//! Per-session form tokens.

use rand::RngExt;
use rand::distr::Alphanumeric;
use tower_sessions::Session;

use crate::error::CastingError;

const CSRF_SESSION_KEY: &str = "casting.csrf";
const TOKEN_LENGTH: usize = 32;

/// Returns the session's token, minting one on first use.
pub(crate) async fn issue_token(session: &Session) -> Result<String, CastingError> {
    if let Some(token) = session.get::<String>(CSRF_SESSION_KEY).await? {
        return Ok(token);
    }
    let token: String = rand::rng()
        .sample_iter(&Alphanumeric)
        .take(TOKEN_LENGTH)
        .map(char::from)
        .collect();
    session.insert(CSRF_SESSION_KEY, &token).await?;
    Ok(token)
}

/// Rejects a form whose token doesn't match the session's.
pub(crate) async fn verify(session: &Session, submitted: &str) -> Result<(), CastingError> {
    match session.get::<String>(CSRF_SESSION_KEY).await? {
        Some(expected) if !submitted.is_empty() && expected == submitted => Ok(()),
        _ => Err(CastingError::Unauthorized),
    }
}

--------------------------------

| Problem to solve |
If a line of the listing contains the word "submitted", count it, then state only the total.

| Output for this task |
2